The report lists many points of concern on the issue of biomass sustainability. The authors argue that the concept of CO2-neutrality of energy production from biomass falls short in important respects: this concept ‘fails to consider the intimate linkage between the carbon cycle and the nutrient cycles of nitrogen, phosphorus, sulphur and metals, as well as the water cycle, all of which are besides carbon constituents of biomass and are required for photosynthesis. Whenever biomass is produced, soil nutrients are consumed. Whenever biomass is repeatedly removed from an ecosystem or its production accelerated by human intervention, nutrients need to be added. Yet, fertilizer application induces release of nitrogen-based greenhouse gases (GHGs) with a much higher global warming potential than that of CO2.’ And, they add, this argument does not even take into account the effects of direct and indirect land use change.
Fodder rather than energy
The report makes a case against raw biomass transports around the globe, as in many cases, ‘biomass imports effectively export the environmental pressures of intensive agriculture and forestry.’ Using European biomass for fodder rather than for energy production, could therefore reduce biomass transports and reduce its environmental impact.
The report points out the enormous losses of biomass in the food chain. It calculates that in Germany, 87% of the calorific value of nationally produced biomass is lost in the chain. Large portions of biomass (cellulose and lignin) cannot be digested; much biomass is lost in meat production; and a large volume of food (30-50%) is never consumed but instead discarded or consumed by pests along the food supply chain.
The report concludes that sustainable use of biomass for energy purposes in Western Europe will be limited in volume, and that the EU 2020 target of 10 per cent renewable content in road fuel energy should be revisited.
Biochemicals: promising field of research, or reality?
These arguments would seem to lead to a plea for biorefinery, according to the concept of the value pyramid.

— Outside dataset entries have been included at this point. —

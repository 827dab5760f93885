//! Conditional combat effect trees.
//!
//! This crate provides:
//! - The effect node model and its nested `on` consequence branches
//! - Flattening to an ordered node list and rebuilding the tree from it
//! - Context extraction ("what fires on a critical hit?") and display grouping
//! - Upcast validation and scaling of spell activations by spent mana
//! - Activation resolution through a pluggable async dice engine
//!
//! # Quick Start
//!
//! ```ignore
//! use effects_core::{
//!     ActivationResolver, Branch, DialogOverrides, ItemDocument, StandardDice,
//!     UpcastRequest, get_relevant_nodes, RelevanceOptions,
//! };
//!
//! #[tokio::main]
//! async fn main() -> Result<(), Box<dyn std::error::Error>> {
//!     let item: ItemDocument = serde_json::from_str(&std::fs::read_to_string("fireball.json")?)?;
//!     let resolver = ActivationResolver::new(StandardDice::new());
//!
//!     let outcome = resolver
//!         .resolve_upcast(&item, &actor, &DialogOverrides::default(), UpcastRequest::new(4))
//!         .await?;
//!
//!     let on_fail = get_relevant_nodes(
//!         &outcome.activation.effects,
//!         &[Branch::FailedSave],
//!         RelevanceOptions::new(),
//!     );
//!     println!("{} rolls, {} groups on a failed save", outcome.rolls.len(), on_fail.len());
//!     Ok(())
//! }
//! ```

pub mod activation;
pub mod context;
pub mod dice;
pub mod grouping;
pub mod node;
pub mod resolve;
pub mod testing;
pub mod tree;
pub mod upcast;

// Primary public API
pub use activation::{ActivationData, ActorDocument, ItemDocument, ItemType};
pub use context::{damage_source_of, find_nodes_by_contexts, get_relevant_nodes, RelevanceOptions};
pub use dice::{DiceEngine, EvaluatedRoll, RollError, RollKind, RollOptions, RollRequest, StandardDice};
pub use grouping::group_nodes;
pub use node::{ActionConsequence, Branch, EffectNode, NodeId};
pub use resolve::{
    ActivationConfig, ActivationError, ActivationOutcome, ActivationResolver, DialogOverrides,
};
pub use testing::{ScriptedDice, TestActor};
pub use tree::{flatten, reconstruct, TreeError};
pub use upcast::{
    apply_upcast_deltas, validate_upcast, CasterState, DeltaOperation, ScalingDelta, SpellScaling,
    UpcastContext, UpcastError, UpcastRequest, UpcastResult, ValidationResult,
};
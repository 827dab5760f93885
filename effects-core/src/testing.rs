//! Testing utilities for activation flows.
//!
//! - `ScriptedDice` returns predetermined totals and records every request
//! - `TestActor` is an in-memory actor with mana and saving throw modifiers

use crate::activation::ActorDocument;
use crate::dice::{DiceEngine, EvaluatedRoll, RollError, RollRequest};
use async_trait::async_trait;
use serde_json::{json, Value};
use std::collections::{HashMap, VecDeque};
use tokio::sync::Mutex;

/// A dice engine that returns scripted totals in order.
///
/// Use this for deterministic tests; evaluation fails once the script runs out.
pub struct ScriptedDice {
    totals: Mutex<VecDeque<i64>>,
    requests: Mutex<Vec<RollRequest>>,
}

impl ScriptedDice {
    /// Create an engine that answers with `totals`, one per roll.
    pub fn new(totals: impl IntoIterator<Item = i64>) -> Self {
        Self {
            totals: Mutex::new(totals.into_iter().collect()),
            requests: Mutex::new(Vec::new()),
        }
    }

    /// Every request evaluated so far, in order.
    pub async fn requests(&self) -> Vec<RollRequest> {
        self.requests.lock().await.clone()
    }

    /// Number of scripted totals not yet used.
    pub async fn remaining(&self) -> usize {
        self.totals.lock().await.len()
    }
}

#[async_trait]
impl DiceEngine for ScriptedDice {
    async fn evaluate(&self, request: &RollRequest) -> Result<EvaluatedRoll, RollError> {
        self.requests.lock().await.push(request.clone());
        let total = self
            .totals
            .lock()
            .await
            .pop_front()
            .ok_or_else(|| RollError::Engine("No more scripted rolls".to_string()))?;

        Ok(EvaluatedRoll {
            formula: request.formula.clone(),
            total,
            data: json!({
                "formula": request.formula,
                "total": total,
                "kind": request.kind,
            }),
        })
    }
}

/// An in-memory actor.
#[derive(Debug, Clone)]
pub struct TestActor {
    pub current_mana: u32,
    pub highest_unlocked_spell_tier: u32,
    pub saves: HashMap<String, i32>,
    pub roll_data: Value,
}

impl TestActor {
    /// An actor with no mana and no saving throws.
    pub fn new() -> Self {
        Self {
            current_mana: 0,
            highest_unlocked_spell_tier: 0,
            saves: HashMap::new(),
            roll_data: json!({}),
        }
    }

    pub fn with_mana(mut self, current: u32, highest_unlocked_spell_tier: u32) -> Self {
        self.current_mana = current;
        self.highest_unlocked_spell_tier = highest_unlocked_spell_tier;
        self
    }

    pub fn with_save(mut self, save: impl Into<String>, modifier: i32) -> Self {
        self.saves.insert(save.into(), modifier);
        self
    }

    pub fn with_roll_data(mut self, roll_data: Value) -> Self {
        self.roll_data = roll_data;
        self
    }
}

impl Default for TestActor {
    fn default() -> Self {
        Self::new()
    }
}

impl ActorDocument for TestActor {
    fn roll_data(&self) -> Value {
        self.roll_data.clone()
    }

    fn current_mana(&self) -> u32 {
        self.current_mana
    }

    fn highest_unlocked_spell_tier(&self) -> u32 {
        self.highest_unlocked_spell_tier
    }

    fn saving_throw_formula(&self, save: &str, roll_mode: i32) -> Option<String> {
        let modifier = *self.saves.get(save)?;
        let dice = match roll_mode {
            0 => "1d20".to_string(),
            m if m > 0 => format!("{}d20kh1", m + 1),
            m => format!("{}d20kl1", m.unsigned_abs() + 1),
        };
        Some(match modifier {
            0 => dice,
            m if m > 0 => format!("{dice}+{m}"),
            m => format!("{dice}-{}", m.unsigned_abs()),
        })
    }
}
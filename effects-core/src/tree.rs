//! Flattening an effect tree into an arena and rebuilding it.
//!
//! The flat list is the working form for anything that visits every node in
//! order (roll evaluation, delta application). Each entry is a detached copy:
//! its child buckets are emptied, and its `parentNode`/`parentContext` links
//! are enough to put it back.

use crate::node::{ActionConsequence, Branch, DamageNode, EffectNode, NodeId, SavingThrowNode};
use std::collections::HashMap;
use thiserror::Error;
use tracing::warn;

/// Structural problems found while rebuilding a tree.
#[derive(Debug, Clone, PartialEq, Eq, Error)]
pub enum TreeError {
    #[error("Node '{node}' references missing parent '{parent}'")]
    DanglingParent { node: NodeId, parent: NodeId },

    #[error("Node '{node}' has a parent but no parent context")]
    MissingContext { node: NodeId },

    #[error("Duplicate node id '{0}'")]
    DuplicateId(NodeId),

    #[error("Node '{node}' cannot live under '{branch}' of {owner_type} node '{owner}'")]
    InvalidBranch {
        node: NodeId,
        owner: NodeId,
        owner_type: &'static str,
        branch: Branch,
    },

    #[error("Node '{0}' is not reachable from any root (parent cycle)")]
    Unreachable(NodeId),
}

type Link<'a> = Option<(Branch, &'a NodeId)>;

/// Flatten a tree (or any subtree) into depth-first pre-order.
///
/// Order per owner: the node, its shared rolls, then its branches in
/// canonical order. The input is not modified.
pub fn flatten(effects: &[EffectNode]) -> Vec<EffectNode> {
    let mut flat = Vec::new();
    for node in effects {
        push_node(node, link_of(node), &mut flat);
    }
    flat
}

fn link_of(node: &EffectNode) -> Link<'_> {
    match (node.parent_context(), node.parent_node()) {
        (Some(branch), Some(parent)) => Some((branch, parent)),
        _ => None,
    }
}

fn push_node(node: &EffectNode, link: Link<'_>, flat: &mut Vec<EffectNode>) {
    flat.push(stamped(node.detached(), link));

    if let EffectNode::SavingThrow(save) = node {
        for shared in save.shared_rolls.iter().flatten() {
            push_damage(shared, (Branch::SharedRolls, &save.id), flat);
        }
    }
    push_children(node.id(), node.consequence(), flat);
}

fn push_damage(damage: &DamageNode, link: (Branch, &NodeId), flat: &mut Vec<EffectNode>) {
    flat.push(stamped(EffectNode::Damage(damage.detached()), Some(link)));
    push_children(&damage.id, damage.on.as_ref(), flat);
}

fn push_children(
    owner: &NodeId,
    on: Option<&ActionConsequence>,
    flat: &mut Vec<EffectNode>,
) {
    let Some(on) = on else {
        return;
    };
    for (branch, children) in on.branches() {
        for child in children {
            push_node(child, Some((branch, owner)), flat);
        }
    }
}

/// Make the stored links agree with the node's position in the tree.
fn stamped(mut node: EffectNode, link: Link<'_>) -> EffectNode {
    let expected_context = link.map(|(branch, _)| branch);
    let expected_parent = link.map(|(_, parent)| parent);
    if node.parent_context() != expected_context || node.parent_node() != expected_parent {
        warn!(
            node = %node.id(),
            stored_context = ?node.parent_context(),
            stored_parent = ?node.parent_node(),
            expected_context = ?expected_context,
            expected_parent = ?expected_parent,
            "Effect node links disagree with its position; using position"
        );
        node.set_link(link.map(|(branch, parent)| (branch, parent.clone())));
    }
    node
}

/// Rebuild the nested tree from a flat list.
///
/// Roots keep flat-list order; children are appended to their owner's bucket
/// in flat-list order. Owners may appear after their children.
pub fn reconstruct(flat: Vec<EffectNode>) -> Result<Vec<EffectNode>, TreeError> {
    let mut index: HashMap<NodeId, usize> = HashMap::with_capacity(flat.len());
    for (position, node) in flat.iter().enumerate() {
        if index.insert(node.id().clone(), position).is_some() {
            return Err(TreeError::DuplicateId(node.id().clone()));
        }
    }

    let mut roots = Vec::new();
    let mut children: HashMap<usize, Vec<(Branch, usize)>> = HashMap::new();
    for (position, node) in flat.iter().enumerate() {
        match (node.parent_node(), node.parent_context()) {
            (None, context) => {
                if context.is_some() {
                    warn!(node = %node.id(), "Root effect node has a parent context; ignoring it");
                }
                roots.push(position);
            }
            (Some(parent), Some(branch)) => {
                let owner = index.get(parent).ok_or_else(|| TreeError::DanglingParent {
                    node: node.id().clone(),
                    parent: parent.clone(),
                })?;
                children.entry(*owner).or_default().push((branch, position));
            }
            (Some(_), None) => {
                return Err(TreeError::MissingContext {
                    node: node.id().clone(),
                })
            }
        }
    }

    let ids: Vec<NodeId> = flat.iter().map(|node| node.id().clone()).collect();
    let mut slots: Vec<Option<EffectNode>> = flat.into_iter().map(Some).collect();
    let tree = roots
        .into_iter()
        .map(|root| build(root, &mut slots, &ids, &children))
        .collect::<Result<Vec<_>, _>>()?;

    if let Some(orphan) = slots.iter().flatten().next() {
        return Err(TreeError::Unreachable(orphan.id().clone()));
    }
    Ok(tree)
}

fn build(
    position: usize,
    slots: &mut [Option<EffectNode>],
    ids: &[NodeId],
    children: &HashMap<usize, Vec<(Branch, usize)>>,
) -> Result<EffectNode, TreeError> {
    let mut node = slots[position]
        .take()
        .ok_or_else(|| TreeError::Unreachable(ids[position].clone()))?;
    node.clear_children();

    for &(branch, child_position) in children.get(&position).into_iter().flatten() {
        let child = build(child_position, slots, ids, children)?;
        attach(&mut node, branch, child)?;
    }
    Ok(node)
}

fn attach(owner: &mut EffectNode, branch: Branch, child: EffectNode) -> Result<(), TreeError> {
    let invalid = TreeError::InvalidBranch {
        node: child.id().clone(),
        owner: owner.id().clone(),
        owner_type: owner.type_name(),
        branch,
    };

    match owner {
        EffectNode::SavingThrow(save) if branch == Branch::SharedRolls => match child {
            EffectNode::Damage(damage) => {
                save.shared_rolls.get_or_insert_with(Vec::new).push(damage);
                Ok(())
            }
            _ => Err(invalid),
        },
        EffectNode::Damage(DamageNode { on, .. })
        | EffectNode::SavingThrow(SavingThrowNode { on, .. }) => {
            match on.get_or_insert_with(Default::default).branch_mut(branch) {
                Some(bucket) => {
                    bucket.push(child);
                    Ok(())
                }
                None => Err(invalid),
            }
        }
        _ => Err(invalid),
    }
}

However, these concepts do not appear in the report. In this line of thinking, biomass would be used first for the higher-value applications (food etc.), then for chemicals and materials; finally, side streams should be used for energy production. But apparently, to the authors the concept of chemicals production from biomass is still a fleeting goal: ‘the development of processes for production of platform chemicals is a promising field of research.’ And: ‘Although a new synthetic chemistry established on biological raw material is basically possible, it will require major efforts in research and development: common chemical production processes will need to be adapted or fundamentally changed.’ In view of the first commercial plants coming on stream now, this would seem to be the understatement of the year.
In a concluding chapter, the report makes a plea for hydrogen production from sunlight, in particular through the development of chemically synthesized catalysts (artificial photosynthesis). The efficiency of these processes could be much higher than that of natural photosynthesis, and the corresponding land use could be much lower.